[Stored items from a collection]

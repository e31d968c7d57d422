//! Core types for the Gallery package registry.
//!
//! Provides the version grammar and range matcher used by publish and
//! dependents queries, plus the domain model shared by every registry
//! component:
//! - **Registration**: identity-level record of a package id and its owners
//! - **Package**: one immutable published version
//! - **Principal**: an API-key holder that may own registrations

pub mod error;
pub mod integrity;
pub mod model;
pub mod version;

pub use error::{CoreError, Result};
pub use integrity::{ArtifactDigest, ContentHash};
pub use model::{
    ids_match, normalize_id, unix_now, ApiKey, Dependency, DownloadEvent, Package, PackageState,
    Principal, Registration,
};
pub use version::{satisfies, PackageVersion, VersionSpec};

Exercise: Your job is to give the data above again exactly, in full.

Completed exercise:
repository e31d968c7d57d422
//! Core types for the Gallery package registry.
//!
//! Provides the version grammar and range matcher used by publish and
//! dependents queries, plus the domain model shared by every registry
//! component:
//! - **Registration**: identity-level record of a package id and its owners
//! - **Package**: one immutable published version
//! - **Principal**: an API-key holder that may own registrations

pub mod error;
pub mod integrity;
pub mod model;
pub mod version;

pub use error::{CoreError, Result};
pub use integrity::{ArtifactDigest, ContentHash};
pub use model::{
    ids_match, normalize_id, unix_now, ApiKey, Dependency, DownloadEvent, Package, PackageState,
    Principal, Registration,
};
pub use version::{satisfies, PackageVersion, VersionSpec};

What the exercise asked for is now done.